I have used bandwidth adjustment (sns.kdeplot(...., bw_adjust=2)
) to plot samples more smoother. (reference: issue-,Bandwidth%20adjustment,-Another%20thing%20to))
Comparison of mean and standard deviation:
I have used the following references to accomplish this task.
This looks great. But a few nits:
Please add those references to your code.
There are some formatting issues with your latex, eg p(\frac{theta}{data}) should be p(\theta|x).
Also in log_prior_likelihood_jacobian
maybe clarify the math to say something like
z = N(0,I)
theta = sigmoid(z)
objective = log Beta(theta) + log p(x|theta) + log |J(z)|
I would not call q a proposal distribution (since we are not doing importance sampling), I would just call it a variational distribution.
Your main fitting loop seems a bit slow - maybe try jitting the grad and Jacobian as well as the objective? Or using lax.scan?
Do you know why the pymc.ADVI elbo is so noisy?
Please check this advi demo in first, before working on the other JAX algorithms.
Hi, Dr. @murphyk, Thank you for providing the feedback, I have addressed your comments as the following. (updated colab)
- Your main fitting loop seems a bit slow - maybe try jitting the grad and Jacobian as well as the objective? Or using lax.scan?
So, here I tried the following things,
Previously I was jitting only elbo_loss()
function and grad_and_loss_fn
remained un-jitted. So I jitted grad_and_loss_fn
function, and by experimenting with various combinations I observed that by jitting parent function (grad_and_loss_fn
), all functions called by it are automatically jitted. However, this did not improve the speed.
Then I used lax.scan()
as suggested by you. It reduced the training time from 100 seconds to 2.5 seconds (40x)!
- Also in
log_prior_likelihood_jacobian
maybe clarify the math to say something likez = N(0,I) theta = sigmoid(z) objective = log Beta(theta) + log p(x|theta) + log |J(z)|
I have tried to improve this by jointly referring book1, book2, and ADVI paper.
- Please add those references to your code.
- There are some formatting issues with your latex, eg p(\frac{theta}{data}) should be p(\theta|x).
- I would not call q a proposal distribution (since we are not doing importance sampling), I would just call it a variational distribution.
I have addressed all the above concerns.
- Do you know why the pymc.ADVI elbo is so noisy?
I have tried digging in the pymc source code for this but could not have success figuring out the result.
Additionaly, I have fixed the following bug,
elbo_loss()
, which yielded, smooth loss previously. New figure looks as following,Old Figure | Updated Figure |
---|---|
This is great, thanks! I will add it to probml-notebooks soon.

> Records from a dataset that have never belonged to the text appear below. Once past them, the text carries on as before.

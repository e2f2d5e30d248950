#[cfg(test)]
use super::*;

#[test]
fn test_full_line_comment_is_dropped() {
    assert_eq!(strip_comment("// a comment"), "");
    assert_eq!(strip_comment("    // indented = 3"), "");
}

#[test]
fn test_inline_comment_is_truncated() {
    assert_eq!(strip_comment("port = 80 // default"), "port = 80");
    assert_eq!(strip_comment("name = \"x\"//tight"), "name = \"x\"");
}

#[test]
fn test_comment_marker_inside_quotes_is_kept() {
    assert_eq!(
        strip_comment("url = \"http://example.com\" // home"),
        "url = \"http://example.com\""
    );
}

#[test]
fn test_strip_comments_preserves_line_count() {
    let lines = ["// header", "a = 1", "", "b = 2 // two"];
    let cleaned = strip_comments(&lines);
    assert_eq!(cleaned, vec!["", "a = 1", "", "b = 2"]);
}

#[test]
fn test_line_shapes() {
    assert_eq!(line_shape("   "), LineShape::Blank);
    assert_eq!(
        line_shape("server {"),
        LineShape::Open { name: "server", closed: false, body: "" }
    );
    assert_eq!(
        line_shape("  empty { }"),
        LineShape::Open { name: "empty", closed: true, body: "" }
    );
    assert_eq!(
        line_shape("a { y = 1 }"),
        LineShape::Open { name: "a", closed: true, body: "y = 1" }
    );
    assert_eq!(line_shape("}"), LineShape::Close);
    assert_eq!(line_shape("a = 1"), LineShape::Content);
    assert_eq!(line_shape("a = \"{not a block}\""), LineShape::Content);
}

#[test]
fn test_split_unquoted_respects_nesting_and_quotes() {
    assert_eq!(split_unquoted("1, 2 ,3", ','), vec!["1", " 2 ", "3"]);
    assert_eq!(split_unquoted("\"a,b\", c", ','), vec!["\"a,b\"", " c"]);
    assert_eq!(split_unquoted("[1,2], x", ','), vec!["[1,2]", " x"]);
    assert_eq!(split_unquoted("upper(\"a\"), 2", ','), vec!["upper(\"a\")", " 2"]);
}

#[test]
fn test_find_unquoted() {
    assert_eq!(find_unquoted("a '{' {", "{"), Some(6));
    assert_eq!(find_unquoted("\"}\"", "}"), None);
}
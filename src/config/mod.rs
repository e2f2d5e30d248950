// Author: Dustin Pilgrim
// License: MIT

use std::fs;
use std::path::Path;

use tracing::{debug, info};

use crate::ast::Document;
use crate::parser;
use crate::NeclError;

mod access;
mod conversion;
mod helpers;
mod validation;

pub use access::Entry;

/// Extension every NECL file must carry.
pub const FILE_EXTENSION: &str = "necl";

/// A parsed NECL document together with the source it came from.
///
/// The raw text is kept so typed-access errors can point at the offending line.
pub struct NeclConfig {
    document: Document,
    raw_content: String,
}

impl NeclConfig {
    /// Load and parse a `.necl` file.
    ///
    /// The extension is checked before the file is touched. A leading `~/`
    /// is expanded to the home directory.
    ///
    /// # Example
    /// ```ignore
    /// let config = NeclConfig::from_file("cluster.necl")?;
    /// ```
    pub fn from_file<P: AsRef<Path>>(path: P) -> Result<Self, NeclError> {
        let path_ref = path.as_ref();
        let display = path_ref.to_string_lossy().to_string();

        if path_ref.extension().and_then(|e| e.to_str()) != Some(FILE_EXTENSION) {
            return Err(NeclError::InvalidFileExtension {
                path: display,
                hint: Some(format!("Rename the file to end in .{}", FILE_EXTENSION)),
            });
        }

        let resolved = helpers::expand_home(path_ref)?;
        debug!(path = %resolved.display(), "reading config file");

        let content = fs::read_to_string(&resolved).map_err(|e| NeclError::FileError {
            message: format!("Failed to read file: {}", e),
            path: display.clone(),
            hint: Some("Check that the file exists and is readable".into()),
        })?;

        let config = Self::from_str(&content)?;
        info!(
            path = %resolved.display(),
            attributes = config.document.attributes.len(),
            blocks = config.document.blocks.len(),
            "loaded config"
        );
        Ok(config)
    }

    /// Parse NECL text directly (no file I/O).
    pub fn from_str(content: &str) -> Result<Self, NeclError> {
        let document = parser::parse_str(content)?;
        Ok(Self {
            document,
            raw_content: content.to_string(),
        })
    }

    pub fn document(&self) -> &Document {
        &self.document
    }

    pub fn into_document(self) -> Document {
        self.document
    }

    pub fn raw_content(&self) -> &str {
        &self.raw_content
    }
}
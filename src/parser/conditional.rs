// Author: Dustin Pilgrim
// License: MIT

use super::*;
use crate::functions;
use crate::operators;
use crate::parser::classify::{mentions_boolean, COMPARISON_TOKENS, LOGIC_FUNCTIONS};
use crate::parser::value::{parse_number, Evaluated};
use crate::utils::{contains_many, is_quoted, parse_bool_literal, strip_quotes};

const FORBIDDEN_IN_CONDITION: [&str; 4] = ["upper(", "lower(", "concat(", "length("];

#[derive(Debug, Clone, Copy, PartialEq, Eq)]
enum OutcomeKind {
    Reference,
    String,
    Comparison,
    Contains,
    Logic,
    Boolean,
    Number,
}

#[derive(Debug)]
struct Outcome {
    kind: OutcomeKind,
    attribute_type: AttributeType,
    value: AttributeValue,
}

/// Evaluate `if <condition> ? <positive> : <negative>`.
///
/// Only the condition is evaluated. The selected outcome is returned as
/// classified: references, strings, booleans and numbers carry their value,
/// while comparison and function outcomes keep their raw text.
pub(super) fn evaluate(raw: &str, body: &str, scope: &Scope) -> Result<Evaluated, NeclError> {
    let (condition, positive, negative) = split(raw, body)?;

    let positive = classify_outcome(positive, scope)?;
    let negative = classify_outcome(negative, scope)?;

    let chosen = if evaluate_condition(condition, raw, scope)? {
        positive
    } else {
        negative
    };

    Ok((chosen.attribute_type, chosen.value))
}

/// The last `:` separates the negative outcome; the nearest `?` to its left
/// separates the condition.
fn split<'a>(raw: &str, body: &'a str) -> Result<(&'a str, &'a str, &'a str), NeclError> {
    let missing = || NeclError::MissingOutcome {
        expression: raw.to_string(),
        line: 0,
        hint: Some("Write it as: if <condition> ? <then> : <else>".into()),
    };

    let colon = body.rfind(':').ok_or_else(missing)?;
    let question = body[..colon].rfind('?').ok_or_else(missing)?;

    let parts = (
        body[..question].trim(),
        body[question + 1..colon].trim(),
        body[colon + 1..].trim(),
    );
    if parts.0.is_empty() || parts.1.is_empty() || parts.2.is_empty() {
        return Err(missing());
    }
    Ok(parts)
}

fn classify_outcome(text: &str, scope: &Scope) -> Result<Outcome, NeclError> {
    if let Some(attribute) = scope.get(text) {
        return Ok(Outcome {
            kind: OutcomeKind::Reference,
            attribute_type: attribute.kind,
            value: attribute.value.clone(),
        });
    }

    let deferred = |kind| Outcome {
        kind,
        attribute_type: AttributeType::Boolean,
        value: AttributeValue::Scalar(Scalar::Expression(text.to_string())),
    };

    let outcome = match text {
        t if is_quoted(t) => Outcome {
            kind: OutcomeKind::String,
            attribute_type: AttributeType::String,
            value: AttributeValue::Scalar(Scalar::String(strip_quotes(t).to_string())),
        },
        t if contains_many(t, &COMPARISON_TOKENS) => deferred(OutcomeKind::Comparison),
        t if t.contains("contains(") => deferred(OutcomeKind::Contains),
        t if contains_many(t, &LOGIC_FUNCTIONS) => deferred(OutcomeKind::Logic),
        t if mentions_boolean(t) => Outcome {
            kind: OutcomeKind::Boolean,
            attribute_type: AttributeType::Boolean,
            value: AttributeValue::Scalar(Scalar::Bool(parse_bool_literal(t).unwrap_or(false))),
        },
        t => {
            let number = parse_number(t).map_err(|_| unclassifiable(t))?;
            Outcome {
                kind: OutcomeKind::Number,
                attribute_type: AttributeType::Number,
                value: AttributeValue::Scalar(number),
            }
        }
    };
    Ok(outcome)
}

fn unclassifiable(text: &str) -> NeclError {
    NeclError::UnclassifiableValue {
        value: text.to_string(),
        line: 0,
        hint: Some("Outcomes are attributes, strings, comparisons, contains(), logic functions, booleans or numbers".into()),
    }
}

fn evaluate_condition(condition: &str, raw: &str, scope: &Scope) -> Result<bool, NeclError> {
    if let Some(function) = FORBIDDEN_IN_CONDITION.iter().find(|f| condition.contains(*f)) {
        return Err(NeclError::InvalidFunctionInCondition {
            function: function.trim_end_matches('(').to_string(),
            expression: raw.to_string(),
            line: 0,
            hint: Some("contains() is the only string function allowed in a condition".into()),
        });
    }

    let outcome = classify_outcome(condition, scope)?;
    let invalid = |kind: AttributeType| NeclError::InvalidConditionType {
        kind: kind.to_string(),
        expression: raw.to_string(),
        line: 0,
        hint: Some("Conditions must be booleans, comparisons, contains() or logic functions".into()),
    };

    match (outcome.kind, &outcome.value) {
        (OutcomeKind::Comparison | OutcomeKind::Contains | OutcomeKind::Logic, _) => {
            evaluate_deferred(condition, scope)
        }
        (OutcomeKind::Boolean | OutcomeKind::Reference, AttributeValue::Scalar(Scalar::Bool(b))) => Ok(*b),
        (OutcomeKind::Reference, AttributeValue::Scalar(Scalar::Expression(text))) => {
            evaluate_deferred(text, scope)
        }
        _ => Err(invalid(outcome.attribute_type)),
    }
}

/// Evaluate comparison, `contains(...)` or logic-function text as a boolean.
fn evaluate_deferred(text: &str, scope: &Scope) -> Result<bool, NeclError> {
    if contains_many(text, &COMPARISON_TOKENS) {
        return operators::compare(text, scope);
    }

    if text.contains("contains(") {
        return match functions::string::call(text, scope)? {
            Scalar::Bool(b) => Ok(b),
            other => Err(NeclError::InvalidConditionType {
                kind: other.kind().to_string(),
                expression: text.to_string(),
                line: 0,
                hint: None,
            }),
        };
    }

    functions::logic::call(text, scope)
}
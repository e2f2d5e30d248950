// Author: Dustin Pilgrim
// License: MIT

use super::Call;
use crate::ast::{Scalar, Scope};
use crate::utils::strip_quotes;
use crate::NeclError;

/// Evaluate `upper`, `lower`, `concat`, `contains` or `length`.
///
/// The result kind depends on the function: `contains` yields a boolean,
/// `length` a number, the others a string.
pub fn call(expression: &str, scope: &Scope) -> Result<Scalar, NeclError> {
    let call = Call::parse(expression)?;

    let result = match call.name {
        "upper" => Scalar::String(string_arg(&call, call.unary(), scope)?.to_uppercase()),
        "lower" => Scalar::String(string_arg(&call, call.unary(), scope)?.to_lowercase()),
        "length" => Scalar::Integer(string_arg(&call, call.unary(), scope)?.chars().count() as i64),
        "concat" => {
            let (a, b) = call.binary()?;
            Scalar::String(format!(
                "{} {}",
                string_arg(&call, a, scope)?,
                string_arg(&call, b, scope)?
            ))
        }
        "contains" => {
            let (a, b) = call.binary()?;
            Scalar::Bool(string_arg(&call, a, scope)?.contains(string_arg(&call, b, scope)?))
        }
        _ => return Err(call.unknown()),
    };
    Ok(result)
}

fn string_arg<'s>(call: &Call, arg: &'s str, scope: &'s Scope) -> Result<&'s str, NeclError> {
    match scope.get(arg) {
        Some(attribute) => match attribute.scalar_value() {
            Some(Scalar::String(s)) => Ok(s),
            _ => Err(call.type_mismatch(arg, "string")),
        },
        None => Ok(strip_quotes(arg)),
    }
}
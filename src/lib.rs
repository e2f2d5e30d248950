pub mod ast;
pub mod config;
pub mod error;
pub mod export;
pub mod functions;
pub mod lexer;
pub mod operators;
pub mod parser;
pub mod utils;

pub use ast::{Attribute, AttributeType, AttributeValue, Block, Document, Scalar, Scope};
pub use config::NeclConfig;
pub use error::NeclError;
pub use parser::{parse_lines, parse_str};
// Author: Dustin Pilgrim
// License: MIT

use super::*;
use crate::functions;
use crate::lexer::split_unquoted;
use crate::operators;
use crate::utils::{has_decimal_separator, parse_bool_literal, parse_float_literal, strip_quotes};

/// Type tag and payload produced for one attribute value.
pub(crate) type Evaluated = (AttributeType, AttributeValue);

/// Parse an attribute line (`name = value`). Lines without `=` carry no
/// attribute and yield `None`.
///
/// Multi-line strings and arrays pull their continuation lines from the
/// parser, so those lines are never scanned again.
pub(super) fn parse_attribute(
    parser: &mut Parser,
    text: &str,
    scope: &mut Scope,
) -> Result<Option<Attribute>, NeclError> {
    let Some(eq) = text.find('=') else {
        return Ok(None);
    };

    let name = text[..eq].trim();
    if name.is_empty() {
        return Err(NeclError::EmptyAttributeName {
            line: parser.line(),
            hint: Some("Write attributes as: name = value".into()),
        });
    }

    let raw = text[eq + 1..].trim();

    let (kind, value) = if raw.ends_with('\\') {
        let joined = collect_multiline_string(parser, raw);
        (AttributeType::String, AttributeValue::Scalar(Scalar::String(joined)))
    } else if raw.starts_with('[') && !raw.contains(']') {
        let joined = collect_multiline_array(parser, raw)?;
        evaluate(&joined, scope)?
    } else {
        evaluate(raw, scope)?
    };

    Ok(Some(Attribute {
        name: name.to_string(),
        kind,
        value,
    }))
}

fn collect_multiline_string(parser: &mut Parser, first: &str) -> String {
    let mut pieces = vec![continuation_piece(first)];
    let mut continues = true;

    while continues {
        let Some(next) = parser.bump() else {
            break;
        };
        let next = next.trim();
        continues = next.ends_with('\\');
        pieces.push(continuation_piece(next));
    }

    pieces.join(" ")
}

fn continuation_piece(line: &str) -> String {
    let line = line.trim();
    let line = line.strip_suffix('\\').unwrap_or(line).trim();
    strip_quotes(line).to_string()
}

fn collect_multiline_array(parser: &mut Parser, first: &str) -> Result<String, NeclError> {
    let start = parser.line();
    let mut joined = first.to_string();

    loop {
        let Some(next) = parser.bump() else {
            return Err(NeclError::UnclassifiableValue {
                value: joined,
                line: start,
                hint: Some("Multi-line array is missing its closing ']'".into()),
            });
        };
        joined.push(' ');
        joined.push_str(next.trim());
        if next.contains(']') {
            return Ok(joined);
        }
    }
}

/// `if ...` / `for ...` bodies; the keyword must be followed by whitespace.
pub(super) fn keyword_body<'a>(raw: &'a str, keyword: &str) -> Option<&'a str> {
    raw.strip_prefix(keyword)
        .filter(|rest| rest.starts_with(char::is_whitespace))
}

/// Evaluate a single-line value: conditional and projection expressions
/// first, then the classification cascade.
pub(crate) fn evaluate(raw: &str, scope: &mut Scope) -> Result<Evaluated, NeclError> {
    if let Some(body) = keyword_body(raw, "if") {
        return conditional::evaluate(raw, body, scope);
    }

    if let Some(body) = keyword_body(raw, "for") {
        let elements = projection::evaluate(raw, body, scope)?;
        return Ok((AttributeType::Array, AttributeValue::Array(elements)));
    }

    match classify(raw)? {
        ValueKind::Array => Ok((AttributeType::Array, AttributeValue::Array(parse_array(raw, scope)?))),
        kind => {
            let scalar = build_scalar(raw, kind, scope)?;
            Ok((scalar.kind(), AttributeValue::Scalar(scalar)))
        }
    }
}

/// Build the scalar for a classified fragment. Operator and function kinds are
/// evaluated, so the scalar's own kind is the reported attribute type.
pub(crate) fn build_scalar(raw: &str, kind: ValueKind, scope: &Scope) -> Result<Scalar, NeclError> {
    match kind {
        ValueKind::String => Ok(Scalar::String(strip_quotes(raw).to_string())),
        ValueKind::Array => Err(NeclError::NestedArrayNotAllowed {
            value: raw.to_string(),
            line: 0,
            hint: Some("Array elements must be strings, numbers or booleans".into()),
        }),
        ValueKind::Comparison => Ok(Scalar::Bool(operators::compare(raw, scope)?)),
        ValueKind::Arithmetic => Ok(Scalar::Integer(operators::arithmetic(raw, scope)?)),
        ValueKind::FuncString => functions::string::call(raw, scope),
        ValueKind::FuncMath => Ok(Scalar::Integer(functions::math::call(raw, scope)?)),
        ValueKind::FuncLogic => Ok(Scalar::Bool(functions::logic::call(raw, scope)?)),
        // classified boolean by substring; anything but a literal reads as false
        ValueKind::Boolean => Ok(Scalar::Bool(parse_bool_literal(raw).unwrap_or(false))),
        ValueKind::Number => parse_number(raw),
    }
}

/// Integer when the literal has no `.`/`,`, otherwise single-precision float.
/// A plain digit run that doesn't fit in `i64` is rejected, not widened.
pub(crate) fn parse_number(raw: &str) -> Result<Scalar, NeclError> {
    if !has_decimal_separator(raw) {
        if let Ok(n) = raw.parse::<i64>() {
            return Ok(Scalar::Integer(n));
        }

        let digits = raw.strip_prefix(['-', '+']).unwrap_or(raw);
        if !digits.is_empty() && digits.bytes().all(|b| b.is_ascii_digit()) {
            return Err(NeclError::UnclassifiableValue {
                value: raw.to_string(),
                line: 0,
                hint: Some(format!("Integers must lie between {} and {}", i64::MIN, i64::MAX)),
            });
        }
    }

    parse_float_literal(raw)
        .map(Scalar::Float)
        .ok_or_else(|| NeclError::UnclassifiableValue {
            value: raw.to_string(),
            line: 0,
            hint: None,
        })
}

/// Parse a bracketed array literal into its scalar elements.
pub(crate) fn parse_array(raw: &str, scope: &Scope) -> Result<Vec<Scalar>, NeclError> {
    let inner = raw
        .strip_prefix('[')
        .and_then(|r| r.strip_suffix(']'))
        .unwrap_or(raw)
        .trim();

    if inner.is_empty() {
        return Ok(Vec::new());
    }

    let mut parts = split_unquoted(inner, ',');
    // tolerate a single trailing comma
    if parts.len() > 1 && parts.last().is_some_and(|p| p.trim().is_empty()) {
        parts.pop();
    }

    parts
        .into_iter()
        .map(|part| {
            let part = part.trim();
            match classify(part)? {
                ValueKind::Array => Err(NeclError::NestedArrayNotAllowed {
                    value: raw.to_string(),
                    line: 0,
                    hint: Some("Arrays can't contain other arrays".into()),
                }),
                kind => build_scalar(part, kind, scope),
            }
        })
        .collect()
}
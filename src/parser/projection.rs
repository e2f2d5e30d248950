// Author: Dustin Pilgrim
// License: MIT

use super::*;
use crate::parser::value::{build_scalar, parse_array};

pub const INDEX_BINDING: &str = "index";
pub const VALUE_BINDING: &str = "value";

/// Evaluate `for <source> : <outcome>` into a new array.
///
/// Each iteration writes `index` and `value` into `scope` before the outcome
/// is evaluated. The bindings are left in place afterwards and are visible to
/// every later attribute of the same block.
pub(super) fn evaluate(raw: &str, body: &str, scope: &mut Scope) -> Result<Vec<Scalar>, NeclError> {
    let missing = || NeclError::MissingOutcome {
        expression: raw.to_string(),
        line: 0,
        hint: Some("Write it as: for <array> : <outcome>".into()),
    };

    let colon = body.rfind(':').ok_or_else(missing)?;
    let source = body[..colon].trim();
    let outcome = body[colon + 1..].trim();
    if source.is_empty() || outcome.is_empty() {
        return Err(missing());
    }

    let elements = source_elements(source, scope)?;
    let mut results = Vec::with_capacity(elements.len());

    for (index, element) in elements.into_iter().enumerate() {
        scope.insert(Attribute::scalar(
            INDEX_BINDING,
            AttributeType::Number,
            Scalar::Integer(index as i64),
        ));
        scope.insert(Attribute::scalar(VALUE_BINDING, element.kind(), element));

        results.push(evaluate_outcome(outcome, scope)?);
    }

    Ok(results)
}

fn source_elements(source: &str, scope: &Scope) -> Result<Vec<Scalar>, NeclError> {
    let invalid = || NeclError::InvalidProjectionSource {
        source: source.to_string(),
        line: 0,
        hint: Some("Iterate over an array attribute or an inline [..] literal".into()),
    };

    if let Some(attribute) = scope.get(source) {
        return attribute.array_value().map(<[Scalar]>::to_vec).ok_or_else(invalid);
    }

    if source.starts_with('[') && source.ends_with(']') {
        return parse_array(source, scope);
    }

    Err(invalid())
}

fn evaluate_outcome(outcome: &str, scope: &Scope) -> Result<Scalar, NeclError> {
    if let Some(attribute) = scope.get(outcome) {
        return attribute
            .scalar_value()
            .cloned()
            .ok_or_else(|| NeclError::NestedArrayNotAllowed {
                value: outcome.to_string(),
                line: 0,
                hint: Some("A projection outcome can't be an array".into()),
            });
    }

    match classify(outcome)? {
        ValueKind::Array => Err(NeclError::NestedArrayNotAllowed {
            value: outcome.to_string(),
            line: 0,
            hint: Some("A projection outcome can't be an array".into()),
        }),
        kind => build_scalar(outcome, kind, scope),
    }
}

@karm-patel I have checked in your code at https://github.com/probml/probml-notebooks/blob/main/notebooks/advi_beta_binom_jax.ipynb. I modified it to use the same dataset (10 heads, 1 tail) as https://github.com/probml/probml-notebooks/blob/main/notebooks/beta_binom_approx_post_pymc.ipynb. The new figure for the book is attached, and looks much better.
However there is still a problem. It looks like the approximate blue posterior q(theta) has support outside of the [0,1] range, but this is not true, as you can verify by looking at the (transformed) posterior samples. I think the problem is with this line
sns.kdeplot(transformed_samples, color="blue" ,label="$q(x)$ learned", bw_adjust=2)
Please figure out a way to ensure the KDE does not extrapolate past [0,1]. For example, figure out how arviz makes plots like this (ignore the HPDI line, but note that the support stops for <0).
I created https://github.com/probml/pyprobml/issues/738 (Laplace) and https://github.com/probml/pyprobml/issues/737 (HMC) to track the other two approximate inference examples. Then we will be liberated from PyMC :)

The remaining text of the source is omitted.